Mapping the Journey: Involving Carers in Hospital Discharge Learning Session, June 2023

We held an online learning session in the summer, exploring current practice in the involvement of carers in hospital. Bringing together an audience of hospital staff, including discharge leads, local carer leads, carer centre managers and carer support workers. Carers with lived experience of discharge were also invited to add their views on where improvements might be made and to remind us of the impact on carers.

Our Audience

81 colleagues from health and social care with an interest in improving how unpaid carers are involved in hospital discharge joined us on the day. 

  • 14 attendees from carers centres and carer organisations
  • 20 attendees from HSCPs
  • 42 attendees from NHS Boards
  • 5 attendees from national organisations such as COSLA, NES and Scottish Government 

Overall, 27 HSCP areas were represented at the event. 

Presentations: Good Practice, Service Design & Planning for Change

The morning session involved presentations from Healthcare Improvement Scotland’s Unpaid Carers Improvement Programme, Service Design and Strategic Planning teams. You can watch these sessions here:

Opportunities for Improvement

In the afternoon, we held a series of workshops asking participants about current practices in their local areas, what was working well and what could be better with regard to identifying, involving and supporting carers in hospital. A number of opportunities for improvement were identified.

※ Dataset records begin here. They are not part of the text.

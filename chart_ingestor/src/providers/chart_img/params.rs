use serde::Serialize;

use crate::models::{
    indicator::Study,
    request_params::{ChartRequest, ImageFormat, Theme},
};

/// Request body of the advanced-chart endpoint.
///
/// The API takes a flat object, so this borrows the pieces of a
/// [`ChartRequest`] and lays them out the way the endpoint expects.
#[derive(Debug, Serialize)]
pub struct ChartImgPayload<'a> {
    pub symbol: &'a str,
    pub interval: &'a str,
    pub bars_back: u32,
    pub width: u32,
    pub height: u32,
    pub theme: Theme,
    pub studies: &'a [Study],
    pub format: ImageFormat,
    pub extended_hours: bool,
    pub session: &'a str,
    pub hide_legend: bool,
    pub hide_side_toolbar: bool,
    pub allow_symbol_change: bool,
    pub save_image: bool,
    pub hide_volume: bool,
}

impl<'a> From<&'a ChartRequest> for ChartImgPayload<'a> {
    fn from(req: &'a ChartRequest) -> Self {
        let render = &req.render;
        Self {
            symbol: req.symbol.as_str(),
            interval: &req.interval,
            bars_back: req.bars_back,
            width: render.width,
            height: render.height,
            theme: render.theme,
            studies: &req.studies,
            format: render.format,
            extended_hours: render.extended_hours,
            session: &render.session,
            hide_legend: render.hide_legend,
            hide_side_toolbar: render.hide_side_toolbar,
            allow_symbol_change: render.allow_symbol_change,
            save_image: render.save_image,
            hide_volume: render.hide_volume,
        }
    }
}
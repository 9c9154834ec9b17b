//! Aggregated results of one orchestration run.
//!
//! [`RunReport`] is what the caller gets back, images included. [`RunSummary`]
//! is the projection persisted to disk: the same metadata with the image
//! payloads stripped, so archived summaries stay small and only reference the
//! stored PNG files.

use std::path::PathBuf;

use chrono::{DateTime, Local};
use indexmap::IndexMap;
use serde::{Deserialize, Serialize};

use crate::models::{
    chart::{ChartFailure, ChartImage},
    symbol::ExchangeSymbol,
    timeframe::Timeframe,
};

/// Number of charts a fully successful run produces.
pub const EXPECTED_CHARTS: usize = Timeframe::ALL.len();

/// Full result of one run, returned to the caller.
#[derive(Clone, Debug, PartialEq, Serialize, Deserialize)]
pub struct RunReport {
    pub ticker: String,
    pub symbol: ExchangeSymbol,
    pub timestamp: DateTime<Local>,
    /// Stored charts keyed by slot label (`1h`, `1D`, `1W`), in slot order.
    pub charts: IndexMap<String, ChartImage>,
    pub errors: Vec<ChartFailure>,
    pub success_count: usize,
    pub error_count: usize,
    /// True only when every slot produced a chart.
    pub success: bool,
    /// Where the [`RunSummary`] for this run was written.
    pub summary_path: PathBuf,
}

impl RunReport {
    /// Assembles a report and derives the counters from `charts` and `errors`.
    pub fn new(
        ticker: String,
        symbol: ExchangeSymbol,
        timestamp: DateTime<Local>,
        charts: IndexMap<String, ChartImage>,
        errors: Vec<ChartFailure>,
    ) -> Self {
        let success_count = charts.len();
        let error_count = errors.len();
        Self {
            ticker,
            symbol,
            timestamp,
            charts,
            errors,
            success_count,
            error_count,
            success: success_count >= EXPECTED_CHARTS,
            summary_path: PathBuf::new(),
        }
    }

    pub fn summary(&self) -> RunSummary {
        RunSummary::from(self)
    }
}

/// Chart metadata kept in the persisted summary. Never carries image bytes.
#[derive(Clone, Debug, PartialEq, Serialize, Deserialize)]
pub struct ChartSummary {
    pub description: String,
    pub interval: String,
    pub local_path: PathBuf,
    pub size_kb: f64,
    pub indicators: Vec<String>,
    pub bars_back: u32,
    pub extended_hours: bool,
    pub api_version: String,
}

impl From<&ChartImage> for ChartSummary {
    fn from(image: &ChartImage) -> Self {
        Self {
            description: image.description.clone(),
            interval: image.interval.clone(),
            local_path: image.local_path.clone(),
            size_kb: image.size_kb,
            indicators: image.indicators.clone(),
            bars_back: image.bars_back,
            extended_hours: image.extended_hours,
            api_version: image.api_version.clone(),
        }
    }
}

/// Persisted record of one run. Written once, never updated.
#[derive(Clone, Debug, PartialEq, Serialize, Deserialize)]
pub struct RunSummary {
    pub ticker: String,
    pub symbol: ExchangeSymbol,
    pub timestamp: DateTime<Local>,
    pub success: bool,
    pub success_count: usize,
    pub error_count: usize,
    pub charts: IndexMap<String, ChartSummary>,
    pub errors: Vec<ChartFailure>,
}

impl From<&RunReport> for RunSummary {
    fn from(report: &RunReport) -> Self {
        Self {
            ticker: report.ticker.clone(),
            symbol: report.symbol.clone(),
            timestamp: report.timestamp,
            success: report.success,
            success_count: report.success_count,
            error_count: report.error_count,
            charts: report
                .charts
                .iter()
                .map(|(k, v)| (k.clone(), ChartSummary::from(v)))
                .collect(),
            errors: report.errors.clone(),
        }
    }
}
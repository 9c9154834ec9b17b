//! [chart-img](https://chart-img.com) v2 advanced-chart API.

pub mod params;
pub mod provider;

pub use params::ChartImgPayload;
pub use provider::{API_KEY_ENV, API_KEY_HEADER, API_VERSION, ChartImgProvider, DEFAULT_API_URL};
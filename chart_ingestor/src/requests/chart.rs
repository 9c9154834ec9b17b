use base64::{Engine as _, engine::general_purpose};
use chrono::{DateTime, Local};
use tracing::{error, info};

use crate::{
    io::sink::{ChartSink, SinkError},
    models::{
        chart::{ChartFailure, ChartImage, ChartResult, size_kb},
        request_params::ChartRequest,
    },
    providers::ChartProvider,
    requests::{FILE_TIMESTAMP_FORMAT, file_component},
};

/// Fetches one chart, stores it, and returns the outcome.
///
/// Remote failures (non-200 answers, transport errors, empty bodies) come back
/// as `Ok(ChartResult::Failure)`. Only a failure to store the image is an
/// `Err`, since it means the output directory is unusable for the whole run.
/// No retries happen here.
pub async fn fetch_chart(
    provider: &dyn ChartProvider,
    sink: &dyn ChartSink,
    request: &ChartRequest,
    description: &str,
) -> Result<ChartResult, SinkError> {
    info!(
        "Generating {} chart for {} with {} bars",
        request.interval, request.symbol, request.bars_back
    );

    let payload = match provider.fetch_chart(request).await {
        Ok(payload) if !payload.is_empty() => payload,
        Ok(_) => {
            error!("Chart API returned an empty {} image", request.interval);
            return Ok(ChartResult::Failure(failure(
                request,
                "chart API returned an empty image".to_string(),
                None,
            )));
        }
        Err(e) => {
            match e.details() {
                Some(details) => error!("{e} - {details}"),
                None => error!("Error generating {} chart: {e}", request.interval),
            }
            return Ok(ChartResult::Failure(failure(
                request,
                e.to_string(),
                e.details(),
            )));
        }
    };

    let file_name = image_file_name(request, Local::now());
    let local_path = sink.write_image(&file_name, payload.as_bytes()).await?;
    let base64_image = general_purpose::STANDARD.encode(payload.as_bytes());

    info!(
        "Successfully generated {} chart ({} bytes) at {}",
        request.interval,
        payload.len(),
        local_path.display()
    );

    Ok(ChartResult::Success(ChartImage {
        interval: request.interval.clone(),
        description: description.to_string(),
        base64_image,
        format: request.render.format,
        local_path,
        size_bytes: payload.len() as u64,
        size_kb: size_kb(payload.len()),
        indicators: request.indicator_names(),
        bars_back: request.bars_back,
        extended_hours: request.render.extended_hours,
        api_version: provider.api_version().to_string(),
    }))
}

/// `{SYMBOL}_{interval}_{timestamp}.{ext}`, e.g. `NASDAQ_NVDA_1D_20250101_093000_123.png`.
pub fn image_file_name(request: &ChartRequest, at: DateTime<Local>) -> String {
    format!(
        "{}_{}_{}.{}",
        file_component(&request.symbol.file_stem()),
        file_component(&request.interval),
        at.format(FILE_TIMESTAMP_FORMAT),
        request.render.format.extension()
    )
}

fn failure(request: &ChartRequest, error: String, details: Option<String>) -> ChartFailure {
    ChartFailure {
        interval: request.interval.clone(),
        error,
        details,
        attempted_intervals: vec![request.interval.clone()],
    }
}
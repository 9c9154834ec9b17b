pub mod file;
pub mod sink;

pub use file::FileSink;
pub use sink::{ChartSink, SinkError};
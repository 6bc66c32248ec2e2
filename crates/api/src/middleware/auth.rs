//! JWT-based authentication extractor for Axum handlers.

use axum::extract::FromRequestParts;
use axum::http::request::Parts;

use callsheet_core::error::CoreError;
use callsheet_core::roles::{Authorizer, Role};
use callsheet_core::types::DbId;

use crate::auth::jwt::validate_token;
use crate::error::AppError;
use crate::state::AppState;

/// Authenticated user extracted from a JWT Bearer token in the
/// `Authorization` header.
///
/// Carries the tenant scope and a resolved [`Authorizer`] so handlers make
/// capability checks against an explicit request-scoped value instead of
/// re-reading role strings.
#[derive(Debug, Clone)]
pub struct AuthUser {
    /// The user's internal database id (from `claims.sub`).
    pub user_id: DbId,
    /// The user's company (tenant) id. Every repository call takes this.
    pub company_id: DbId,
    /// Session-scoped authorization context resolved from the token's role.
    pub authorizer: Authorizer,
}

impl AuthUser {
    pub fn role(&self) -> Role {
        self.authorizer.role()
    }
}

impl FromRequestParts<AppState> for AuthUser {
    type Rejection = AppError;

    async fn from_request_parts(
        parts: &mut Parts,
        state: &AppState,
    ) -> Result<Self, Self::Rejection> {
        let auth_header = parts
            .headers
            .get("authorization")
            .and_then(|v| v.to_str().ok())
            .ok_or_else(|| {
                AppError::Core(CoreError::Unauthorized(
                    "Missing Authorization header".into(),
                ))
            })?;

        let token = auth_header.strip_prefix("Bearer ").ok_or_else(|| {
            AppError::Core(CoreError::Unauthorized(
                "Invalid Authorization format. Expected: Bearer <token>".into(),
            ))
        })?;

        let claims = validate_token(token, &state.config.jwt).map_err(|_| {
            AppError::Core(CoreError::Unauthorized("Invalid or expired token".into()))
        })?;

        let role = Role::parse(&claims.role)
            .map_err(|_| AppError::Core(CoreError::Unauthorized("Unknown role in token".into())))?;

        Ok(AuthUser {
            user_id: claims.sub,
            company_id: claims.company_id,
            authorizer: Authorizer::new(role),
        })
    }
}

Opportunities: Identifying Carers
  • Good communication with initial conversations, availability of paper-based and electronic information, sharing knowledge amongst professionals and clear expectations of journey for patients and carers.
  • Raising awareness for staff (their legal obligations) and carers (their rights).
  • Carer-dedicated roles are visible, with clear responsibilities and included in all planning conversations.
  • Consent for patient and carer.
  • Identification at the earliest opportunity, with referral for support during hospital discharge process where needed.
  • Joint working effectively between care teams/wards and NHS, social care and third sector such as carer centres. The right people in the right place to support carers.
 Opportunities: Involving Carers
  • Consistent communication, guided/structured conversations, timely provision of information relating to discharge, listening to carers and using those conversations to inform planning for discharge.
  • Availability of Information on support, processes, expectations, pathways, Planned Date of Discharge and Adult Carer Support Plans.
  • Carer involvement on the ward as an opportunity for the carer to continue to care for the patient where they want to.
  • A referral system for support during and after discharge planning.
  • Clarity of responsibility regarding who has it and at what stage.
  • Recording information gathered from carers, what’s used to make decisions and to carry out actions.
  • Raising awareness of policies, discharge pathways and processes.
  • Upskilling carers, supporting carer ability and confidence in carrying out simple procedures (if they wish to) to support early identification and prevention of for example potential infection.
  • Confidentiality for carers.
  • Technology for communication with carers, information on available support, referral to community support.


Opportunities: Supporting Carers
  • Advocacy for carers
  • Consideration of carer voice and views with carer support roles present and sharing information at MDTs and patient conversations, representing the carer view.
  • Dedicated carer support roles available in hospital.
  • Early & effective communication with carers & patients eg. face-to-face, phone, via digital apps, awareness of extended family. Conversations held at the right time and in the right place, with consideration for confidentiality and consent of the carer. All conversations are two-way dialogue between professional & carer.
  • Feedback for improvement: listening to carers and staff on how to best involve carers in discharge planning and taking appropriate action.
  • Signposting is clear, visible, and a referral system for support is in place.
  • Timely information sharing: agreements between agencies, consent from carers/patients, and from carers to discharge teams.
  • Support plans for carers, with information provided regarding Adult Carer Support Plans and Young Carers Statements and services available to help support carers in their role.
  • Recording of information gathered from carers, ensuring that systems are in place to do this and there is timely information-sharing between professionals.
  • Referral for ongoing support including support plans, registration with carer centre, maximising benefits, aids and adaptations, funding and access to short breaks.
  • Relationship-building, with staff given time to invest in this with carers.
  • Training for staff on how to have good conversations.
  • Sustainable funding, flexible and based on carers’ needs.
  • The right team around the carer: carer support worker, ward staff, social work, occupational therapy, Allied Health Professionals, pharmacists, volunteers.
  • Co-designed support for carers: person-centred, from pre-hospital stay to post-discharge, information on short breaks, practical support such as the use of volunteer service for help with luggage and transport etc.
  • Planning and system design: understanding who does what, where and when, identifying any gaps, and commissioning new services co-designed with carers.


Next Steps

Data gathered at this event has been informing the development of a change package for involving carers in hospital discharge. The change package will be tested at two test sites during 2024.

Our next learning session will take place in March 2024.